--- RECORDS SUPPLIED ---
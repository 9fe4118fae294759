//! A small filter model. Queries never splice user input into SPARQL text directly: they describe
//! their filters as [`Criteria`] and the [`render`](crate::render) module turns them into `FILTER`
//! clauses.

use crate::error::BuildError;
use chrono::{DateTime, NaiveDate, Utc};
use wep_model::{timestamp, NamedNode};

/// A projected variable a criterion can constrain.
#[derive(Clone, Copy, Debug, PartialEq, Eq)]
pub enum Field {
    Title,
    Content,
    Author,
    Description,
    Language,
    Date,
    Topic,
    Resource,
    Label,
}

impl Field {
    pub fn variable(self) -> &'static str {
        match self {
            Field::Title => "title",
            Field::Content => "content",
            Field::Author => "author",
            Field::Description => "description",
            Field::Language => "language",
            Field::Date => "date",
            Field::Topic => "topic",
            Field::Resource => "resource",
            Field::Label => "label",
        }
    }
}

#[derive(Clone, Copy, Debug, PartialEq, Eq)]
pub enum Operator {
    Equals,
    /// Case-insensitive substring match on the lexical form.
    ContainsIgnoreCase,
    After,
    Before,
}

#[derive(Clone, Debug, PartialEq, Eq)]
pub enum Value {
    Text(String),
    DateTime(DateTime<Utc>),
    Iri(NamedNode),
}

impl Value {
    pub fn text(value: impl Into<String>) -> Self {
        Value::Text(value.into())
    }

    /// Validates `iri` before it can be rendered between angle brackets.
    pub fn iri(iri: &str) -> Result<Self, BuildError> {
        parse_iri(iri).map(Value::Iri)
    }

    /// Accepts an RFC 3339 date-time or a plain `YYYY-MM-DD` date (midnight UTC).
    pub fn date_time(value: &str) -> Result<Self, BuildError> {
        parse_date_time(value).map(Value::DateTime)
    }
}

pub fn parse_iri(iri: &str) -> Result<NamedNode, BuildError> {
    NamedNode::new(iri).map_err(|e| BuildError::InvalidIri {
        iri: iri.to_owned(),
        message: e.to_string(),
    })
}

pub fn parse_date_time(value: &str) -> Result<DateTime<Utc>, BuildError> {
    let value = value.trim();
    if let Ok(ts) = timestamp::parse(value) {
        return Ok(ts);
    }
    NaiveDate::parse_from_str(value, "%Y-%m-%d")
        .ok()
        .and_then(|date| date.and_hms_opt(0, 0, 0))
        .map(|naive| naive.and_utc())
        .ok_or_else(|| BuildError::InvalidDateTime(value.to_owned()))
}

/// `{field, operator, value}`
#[derive(Clone, Debug, PartialEq, Eq)]
pub struct Criterion {
    pub field: Field,
    pub operator: Operator,
    pub value: Value,
}

impl Criterion {
    pub fn new(field: Field, operator: Operator, value: Value) -> Self {
        Self {
            field,
            operator,
            value,
        }
    }

    pub fn equals(field: Field, value: Value) -> Self {
        Self::new(field, Operator::Equals, value)
    }

    pub fn contains(field: Field, text: impl Into<String>) -> Self {
        Self::new(field, Operator::ContainsIgnoreCase, Value::text(text))
    }

    pub fn after(field: Field, value: DateTime<Utc>) -> Self {
        Self::new(field, Operator::After, Value::DateTime(value))
    }

    pub fn before(field: Field, value: DateTime<Utc>) -> Self {
        Self::new(field, Operator::Before, Value::DateTime(value))
    }
}

/// One `FILTER` clause: its criteria joined by `&&` (`All`) or `||` (`Any`).
#[derive(Clone, Debug, PartialEq, Eq)]
pub enum Condition {
    All(Vec<Criterion>),
    Any(Vec<Criterion>),
}

impl Condition {
    pub fn criteria(&self) -> &[Criterion] {
        match self {
            Condition::All(criteria) | Condition::Any(criteria) => criteria,
        }
    }
}

impl From<Criterion> for Condition {
    fn from(criterion: Criterion) -> Self {
        Condition::All(vec![criterion])
    }
}

/// The conjunction of all filter clauses of a query.
#[derive(Clone, Debug, Default, PartialEq, Eq)]
pub struct Criteria {
    conditions: Vec<Condition>,
}

impl Criteria {
    pub fn new() -> Self {
        Self::default()
    }

    #[must_use]
    pub fn with(mut self, condition: impl Into<Condition>) -> Self {
        self.push(condition);
        self
    }

    pub fn push(&mut self, condition: impl Into<Condition>) {
        let condition = condition.into();
        if !condition.criteria().is_empty() {
            self.conditions.push(condition);
        }
    }

    pub fn conditions(&self) -> &[Condition] {
        &self.conditions
    }

    pub fn is_empty(&self) -> bool {
        self.conditions.is_empty()
    }
}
---
Please be sure to repeat every entry exactly.

repository 9fe4118fae294759
//! A small filter model. Queries never splice user input into SPARQL text directly: they describe
//! their filters as [`Criteria`] and the [`render`](crate::render) module turns them into `FILTER`
//! clauses.

use crate::error::BuildError;
use chrono::{DateTime, NaiveDate, Utc};
use wep_model::{timestamp, NamedNode};

/// A projected variable a criterion can constrain.
#[derive(Clone, Copy, Debug, PartialEq, Eq)]
pub enum Field {
    Title,
    Content,
    Author,
    Description,
    Language,
    Date,
    Topic,
    Resource,
    Label,
}

impl Field {
    pub fn variable(self) -> &'static str {
        match self {
            Field::Title => "title",
            Field::Content => "content",
            Field::Author => "author",
            Field::Description => "description",
            Field::Language => "language",
            Field::Date => "date",
            Field::Topic => "topic",
            Field::Resource => "resource",
            Field::Label => "label",
        }
    }
}

#[derive(Clone, Copy, Debug, PartialEq, Eq)]
pub enum Operator {
    Equals,
    /// Case-insensitive substring match on the lexical form.
    ContainsIgnoreCase,
    After,
    Before,
}

#[derive(Clone, Debug, PartialEq, Eq)]
pub enum Value {
    Text(String),
    DateTime(DateTime<Utc>),
    Iri(NamedNode),
}

impl Value {
    pub fn text(value: impl Into<String>) -> Self {
        Value::Text(value.into())
    }

    /// Validates `iri` before it can be rendered between angle brackets.
    pub fn iri(iri: &str) -> Result<Self, BuildError> {
        parse_iri(iri).map(Value::Iri)
    }

    /// Accepts an RFC 3339 date-time or a plain `YYYY-MM-DD` date (midnight UTC).
    pub fn date_time(value: &str) -> Result<Self, BuildError> {
        parse_date_time(value).map(Value::DateTime)
    }
}

pub fn parse_iri(iri: &str) -> Result<NamedNode, BuildError> {
    NamedNode::new(iri).map_err(|e| BuildError::InvalidIri {
        iri: iri.to_owned(),
        message: e.to_string(),
    })
}

pub fn parse_date_time(value: &str) -> Result<DateTime<Utc>, BuildError> {
    let value = value.trim();
    if let Ok(ts) = timestamp::parse(value) {
        return Ok(ts);
    }
    NaiveDate::parse_from_str(value, "%Y-%m-%d")
        .ok()
        .and_then(|date| date.and_hms_opt(0, 0, 0))
        .map(|naive| naive.and_utc())
        .ok_or_else(|| BuildError::InvalidDateTime(value.to_owned()))
}

/// `{field, operator, value}`
#[derive(Clone, Debug, PartialEq, Eq)]
pub struct Criterion {
    pub field: Field,
    pub operator: Operator,
    pub value: Value,
}

impl Criterion {
    pub fn new(field: Field, operator: Operator, value: Value) -> Self {
        Self {
            field,
            operator,
            value,
        }
    }

    pub fn equals(field: Field, value: Value) -> Self {
        Self::new(field, Operator::Equals, value)
    }

    pub fn contains(field: Field, text: impl Into<String>) -> Self {
        Self::new(field, Operator::ContainsIgnoreCase, Value::text(text))
    }

    pub fn after(field: Field, value: DateTime<Utc>) -> Self {
        Self::new(field, Operator::After, Value::DateTime(value))
    }

    pub fn before(field: Field, value: DateTime<Utc>) -> Self {
        Self::new(field, Operator::Before, Value::DateTime(value))
    }
}

/// One `FILTER` clause: its criteria joined by `&&` (`All`) or `||` (`Any`).
#[derive(Clone, Debug, PartialEq, Eq)]
pub enum Condition {
    All(Vec<Criterion>),
    Any(Vec<Criterion>),
}

impl Condition {
    pub fn criteria(&self) -> &[Criterion] {
        match self {
            Condition::All(criteria) | Condition::Any(criteria) => criteria,
        }
    }
}

impl From<Criterion> for Condition {
    fn from(criterion: Criterion) -> Self {
        Condition::All(vec![criterion])
    }
}

/// The conjunction of all filter clauses of a query.
#[derive(Clone, Debug, Default, PartialEq, Eq)]
pub struct Criteria {
    conditions: Vec<Condition>,
}

impl Criteria {
    pub fn new() -> Self {
        Self::default()
    }

    #[must_use]
    pub fn with(mut self, condition: impl Into<Condition>) -> Self {
        self.push(condition);
        self
    }

    pub fn push(&mut self, condition: impl Into<Condition>) {
        let condition = condition.into();
        if !condition.criteria().is_empty() {
            self.conditions.push(condition);
        }
    }

    pub fn conditions(&self) -> &[Condition] {
        &self.conditions
    }

    pub fn is_empty(&self) -> bool {
        self.conditions.is_empty()
    }
}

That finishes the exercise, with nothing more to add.